Ao longo de seu ensino tardio, Lacan complexificou ainda mais essa formulação ao introduzir a teoria dos nós borromeanos e os conceitos de gozo fálico e gozo Outro. O gozo fálico é o gozo da linguagem, o gozo limitado, masturbatório, centrado no órgão e na dinâmica do significante. É o gozo que responde à lógica do todo, submetido à função da castração. É o gozo propriamente neurótico, que se repete na tentativa de contornar a falta fundamental. Em contrapartida, Lacan postula a existência de um gozo Outro, além do Falo, um gozo suplementar que não se deixa apreender totalmente pela lógica fálica e que é tradicionalmente associado à experiência mística e ao continente negro da feminilidade. Esse avanço teórico demonstra que, embora o Falo seja o ordenador principal do mundo simbólico, ele não esgota a totalidade da experiência subjetiva e do sofrimento humano. Há um resto não analítico, um Real que escapa à própria rede do significante fálico.

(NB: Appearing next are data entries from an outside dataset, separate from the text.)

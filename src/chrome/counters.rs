use std::cell::Cell;
use std::rc::Rc;

use gloo_timers::callback::Timeout;
use log::debug;
use web_sys::{Document, Element, Window};

use crate::config::ChromeConfig;
use crate::dom;
use crate::error::Result;

/// A counter's text split around its first run of digits.
#[derive(Debug, Clone, PartialEq, Eq)]
pub struct CounterText {
    pub prefix: String,
    pub digits: String,
    pub suffix: String,
    pub target: u64,
}

impl CounterText {
    pub fn parse(text: &str) -> Option<Self> {
        let start = text.find(|c: char| c.is_ascii_digit())?;
        let len = text[start..]
            .find(|c: char| !c.is_ascii_digit())
            .unwrap_or(text.len() - start);
        let digits = &text[start..start + len];
        Some(Self {
            prefix: text[..start].to_string(),
            digits: digits.to_string(),
            suffix: text[start + len..].to_string(),
            target: digits.parse().ok()?,
        })
    }

    fn render(&self, value: u64) -> String {
        format!("{}{}{}", self.prefix, value, self.suffix)
    }

    /// Text for each animation step. Intermediate values climb from 0 in
    /// equal increments; the last frame restores the original text.
    pub fn frames(&self, steps: u32) -> Vec<String> {
        let steps = u64::from(steps.max(1));
        let mut frames: Vec<String> = (1..steps)
            .map(|step| {
                let value = u128::from(self.target) * u128::from(step) / u128::from(steps);
                self.render(value as u64)
            })
            .collect();
        frames.push(format!("{}{}{}", self.prefix, self.digits, self.suffix));
        frames
    }
}

/// Schedules every frame of one counter up front, `step_ms` apart.
fn animate(element: &Element, counter: &CounterText, steps: u32, step_ms: u32) {
    for (step, frame) in counter.frames(steps).into_iter().enumerate() {
        let element = element.clone();
        let delay = step_ms.saturating_mul(step as u32 + 1);
        Timeout::new(delay, move || element.set_text_content(Some(&frame))).forget();
    }
}

pub fn init(window: &Window, document: &Document, config: &ChromeConfig) -> Result<()> {
    let numbers = dom::query_all(document, ".highlight-number");
    let Some(about) = dom::query(document, ".about") else {
        return Ok(());
    };
    if numbers.is_empty() {
        return Ok(());
    }

    let has_animated = Rc::new(Cell::new(false));
    let config = *config;
    let win = window.clone();
    dom::listen_passive(window, "scroll", move |_| {
        if has_animated.get() {
            return;
        }
        if dom::viewport_top(&about) >= dom::viewport_height(&win) - config.counter_margin {
            return;
        }
        has_animated.set(true);

        for number in &numbers {
            let text = number.text_content().unwrap_or_default();
            match CounterText::parse(&text) {
                Some(counter) => animate(number, &counter, config.counter_steps, config.counter_step_ms()),
                None => debug!("Counter text {:?} has no number, left as is", text),
            }
        }
    })
}

#[cfg(test)]
mod tests {
    use super::*;
    use pretty_assertions::assert_eq;

    fn leading_number(frame: &str) -> u64 {
        frame
            .chars()
            .take_while(|c| c.is_ascii_digit())
            .collect::<String>()
            .parse()
            .unwrap()
    }

    #[test]
    fn parses_suffix() {
        assert_eq!(
            CounterText::parse("150+"),
            Some(CounterText {
                prefix: String::new(),
                digits: "150".to_string(),
                suffix: "+".to_string(),
                target: 150,
            })
        );
    }

    #[test]
    fn parses_prefix_and_only_first_number() {
        let counter = CounterText::parse("$25M in 3 years").unwrap();
        assert_eq!(counter.prefix, "$");
        assert_eq!(counter.target, 25);
        assert_eq!(counter.suffix, "M in 3 years");
    }

    #[test]
    fn text_without_digits_is_not_a_counter() {
        assert_eq!(CounterText::parse("many"), None);
        assert_eq!(CounterText::parse(""), None);
    }

    #[test]
    fn ends_on_exact_original_text() {
        let frames = CounterText::parse("150+").unwrap().frames(30);
        assert_eq!(frames.len(), 30);
        assert_eq!(frames.last().map(String::as_str), Some("150+"));
        assert!(frames.iter().all(|frame| frame.ends_with('+') && !frame.ends_with("++")));
    }

    #[test]
    fn intermediate_values_never_decrease() {
        let frames = CounterText::parse("150+").unwrap().frames(30);
        let values: Vec<u64> = frames.iter().map(|frame| leading_number(frame)).collect();
        assert!(values.windows(2).all(|pair| pair[0] <= pair[1]));
        assert_eq!(values[0], 5);
    }

    #[test]
    fn small_targets_still_take_every_step() {
        let frames = CounterText::parse("3").unwrap().frames(30);
        assert_eq!(frames.len(), 30);
        assert_eq!(frames[0], "0");
        assert_eq!(frames[29], "3");
    }
}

A crítica contemporânea, especialmente as correntes ligadas aos estudos de gênero e à teoria queer, frequentemente questiona o falocentrismo da psicanálise, acusando-a de replicar e legitimar as estruturas patriarcais da sociedade ao colocar o Falo como o significante mestre da cultura. Os psicanalistas, contudo, respondem a essa crítica argumentando que a psicanálise não inventou o falocentrismo, mas apenas descreveu o modo como a linguagem e a cultura ocidental estruturam a subjetividade humana. Ao desvelar que o Falo é uma ilusão, uma máscara que encobre o vazio da castração, a psicanálise opera uma desconstrução desse poder. Longe de glorificar o poder do pênis, a clínica psicanalítica expõe a fragilidade extrema da função fálica, demonstrando que o sujeito humano é irremediavelmente marcado pela vulnerabilidade, pela incompletude e pela divisão interna.